Sertifikat Ambarukmo Plaza Tak Akan Diubah Atas Nama Kasultanan

Kamis, 01 November 2018 - 15:58 WIB
Sertifikat Ambarukmo...
Sertifikat Ambarukmo Plaza Tak Akan Diubah Atas Nama Kasultanan
A A A
YOGYAKARTA - Pemda DIY terus mengalakkan penyertifikatan tanah Sultanaat Grond (SG) atau Tanah Kasultanan Ground dan Pakualamanaat Grond (PAG) atau Tanah Kadipaten. Sesuai UU No 13 Tahun 2012 tentang Keistimewaan DIY dan Peraturan Daerah Istimewa (Perdais) DIJ No 1 Tahun 2017 mengamanatkan semua tanah SG disertifikatkan atas nama Kasultanan.

Anggota Parampara Praja DIY Suyitno di sela sosialiasasi Peraturan Gubernur (Pergub) DIY No 49 Tahun 2018 di pendapa rumah dinas Bupati Bantul beberapa waktu lalu menyebut tanah kas desa yang sudah disertifikatkan dengan status hak pakai di atas tanah negara, harus dikembalikan statusnya menjadi milik kasultanan dan kadipaten. Statusnya berubah menjadi hak anggaduh. “Ini didasarkan pada pasal 11 ayat (2) Pergub No 34 Tahun 2017 tentang Pemanfaatan Tanah Desa,” ujarnya.

Sosialisasi diikuti para kepala desa dan perangkat desa se-Kabupaten Bantul. Pergub No 49 / 2018 ini mengatur tentang Prosedur Permohonan Pemanfaatan Tanah Kasultanan dan Tanah Kadipaten.

Namun Suyitno memastikan, khusus untuk sertifikat tanah Ambarukmo Plaza (Amplaz) akan dipertahankan meski dalam sertifikat tersebut atas nama Sultan Hamengku Buwono tanpa angka romawi di belakangnya, bukan atas nama Kasultanan seperti dalam amanat Pergub.

Suyitno menegaskan sertifikat Amplaz tetap atas nama Sultan Hamengku Buwono. “Tanpa angka itu berarti statusnya milik lembaga, bukan milik pribadi. Jadi tidak perlu diubah,” tegasnya kepada wartawan usai acara sosialisasi.

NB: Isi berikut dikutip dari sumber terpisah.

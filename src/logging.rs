// 📜 Logging - tracing subscriber setup shared by both binaries
// Level comes from RUST_LOG (default "info"), format from config.

use crate::config::LogFormat;
use anyhow::{anyhow, Result};
use tracing_subscriber::{fmt, layer::SubscriberExt, util::SubscriberInitExt, EnvFilter};

const DEFAULT_DIRECTIVE: &str = "info";

pub fn env_filter() -> EnvFilter {
    EnvFilter::try_from_default_env().unwrap_or_else(|_| EnvFilter::new(DEFAULT_DIRECTIVE))
}

/// Install the global subscriber. Fails if one is already installed.
pub fn init(format: LogFormat) -> Result<()> {
    let registry = tracing_subscriber::registry().with(env_filter());

    let result = match format {
        LogFormat::Pretty => registry.with(fmt::layer().pretty()).try_init(),
        LogFormat::Compact => registry.with(fmt::layer().compact()).try_init(),
        LogFormat::Json => registry.with(fmt::layer().json()).try_init(),
    };

    result.map_err(|e| anyhow!("Failed to initialize logging: {}", e))
}
// Policy Gate - Core Library
// Rule-based approval of outgoing transactions. Exposes all modules for the
// CLI, the API server, and tests.

pub mod config;
pub mod converter;
pub mod db;
pub mod error;
pub mod evaluator;
pub mod logging;
pub mod rule;
pub mod store;
pub mod transaction;

#[cfg(feature = "server")]
pub mod api;

// Re-export commonly used types
pub use config::{Config, LogFormat};
pub use converter::{
    CurrencyConverter, FixedRateConverter, HttpCurrencyConverter,
    BASE_UNIT, BASE_UNIT_SCALE,
};
pub use db::{
    Event,
    open_database, setup_database,
    insert_rule, get_rule, get_all_rules, update_rule, delete_rule,
    insert_transaction, get_transactions, get_events_for_entity,
};
pub use error::{CurrencyConversionError, RuleError, ValidationError};
pub use evaluator::{decide, evaluate_rule, Evaluation, RuleOutcome, TransactionEvaluator};
pub use rule::{Destination, NewRule, Rule, RulePatch, NO_AMOUNT_LIMIT};
pub use store::{MemoryRuleStore, RuleStore};
pub use transaction::{Transaction, TransactionCandidate, TransactionFilter, TransactionStatus};

/// Library version
pub const VERSION: &str = env!("CARGO_PKG_VERSION");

Untuk diketahui, jauh sebelum adanya UUK, Keraton Yogya telah lebih dulu menyertifikatkan tanah Pesanggrahan Ambarukmo di Dusun Ambarukmo, Caturtunggal, Depok, Sleman. Persertifikatan diterbitkan di era 1990-an. Penerbitan sertifikat itu sempat memancing reaksi dari keturunan trah Sultan Hamengku Buwono (HB) VII. Mereka beralasan sertifikat atas nama Sultan Hamengku Buwono tanpa angka romawi itu menimbulkan ketidakpastian. Sebab, di keraton tidak ada Sultan Hamengku Buwono yang bertakhta tanpa angka romawi.

Semua Sultan yang bertahta memiliki angka romawi di belakangnya mulai HB I hingga HB X. Hal ini dianggap membuat subjek hukum tidak pasti.

Pesanggrahan Ambarukmo pernah menjadi tempat tinggal Sultan Hamengku Buwono VII menghabiskan hari-hari tuanya hingga wafat 1921 di pesanggrahan tersebut.

Saat ini di kanan kiri pesanggrahan telah beridiri dua bagunan megah yakni Hotel Royal Ambarukmo dan Mal Ambarukmo.

Dalam kesempatan itu Suyitno mengakui tidak mudah memproses perubahan status tanah desa menjadi tanah kasultanan. Pasalnya tidak semua desa di DIY asal usul tanahnya dari kasultanan dan kadipaten.

Di Bantul ada 16 desa yang masuk wilayah enclave Kasunanan Surakarta Hadiningrat sementara di Kabupaten Gunungkidul ada 7 desa yang masuk wilayah enclave Kadipaten Mangkunegara. Enclave merupakan daerah kantong yang wilayahnya dikelilingi wilayah negara lain.

Secara pribadi Suyitno berpendapat, demi memudahkan sistem administrasi dirinya lebih sepakat tanah desa yang dulunya enclave Kasunanan Surakarta dan Mangkunegaran diatasnamakan tanah milik Kasultanan seperti tanah desa-desa lainnya.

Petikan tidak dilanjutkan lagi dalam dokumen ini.